4
$\begingroup$

Given a set of $n$ binary strings of length $m$, how many binary strings at least should we add to the set to make sure that the binary "AND" and "OR" operators are closed on the set? The output of the problem is the number of binary strings needed to add.

For example, given the set {001, 010, 110}, we should at least add {000, 011, 111} to the set to make both "AND" and "OR" operators closed. So the output is 3.

Is there any good algorithm or idea related to the problem? Thanks a lot.

  • 0
    But how to optimize it?2011-05-20

2 Answers 2

2

I believe you are trying to compute the "sublattice of the boolean lattice of length m" generated by your n binary strings. I don't know a fast way to compute sublattices. In general, it is exponential in n.

Here is an example: For any positive integer n, and any positive integer m ≥ n, start with the binary strings of length m which are zero in position i for all i > n, and which are nonzero in all but one other place. There are exactly n such strings. How many strings do you have to add? 2n−n, since every string with exactly one nonzero entry (in the first n positions) is an AND of n−1 of the initial strings. This output is exponential length in n.
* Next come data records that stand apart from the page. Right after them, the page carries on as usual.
//! Refresh the on-disk index catalog from the cluster

use crate::{Cli, IndicesArgs, Result};
use colored::Colorize;
use esferry_transfer::indices::IndexCatalog;
use esferry_transfer::progress::format_bytes;
use esferry_transfer::EsClient;

pub async fn run(cli: &Cli, args: &IndicesArgs) -> Result<()> {
    let client = EsClient::with_env_auth(cli.es_url.clone())?;
    let catalog = IndexCatalog::fetch(&client, &args.pattern).await?;

    if catalog.is_empty() {
        println!(
            "{} No indices match '{}' on {}",
            "→".cyan(),
            args.pattern,
            cli.es_url
        );
        return Ok(());
    }

    for (name, stats) in catalog.iter() {
        println!(
            "  {}  {} docs, {}",
            name,
            stats.docs_count,
            format_bytes(stats.store_bytes)
        );
    }

    catalog.save(&args.output)?;

    println!(
        "\n{} Cataloged {} index(es), {} document(s), {} into {}",
        "✓".green().bold(),
        catalog.len(),
        catalog.total_documents(),
        format_bytes(catalog.total_bytes()),
        args.output.display()
    );
    Ok(())
}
If you included "not" or otherwise included "xor", you would suddenly upgrade to finding "ideals in the boolean algebra" and this becomes linear algebra, and things like gaussian elimination should make the problem quadratic in n.

Of course the output itself could still be exponential in n, so you have to settle for a different, but very useful, kind of output: a basis.


As pointed out by Ross Millikan, the critical problem for a practical solution is a better data-type for the output. Just listing all the words is going to be exponential in general, but sometimes one could produce ridiculously fast membership test functions (and product them ridiculously quickly) — in my example, the membership function simply checks that the positions from n+1 to m are all 0.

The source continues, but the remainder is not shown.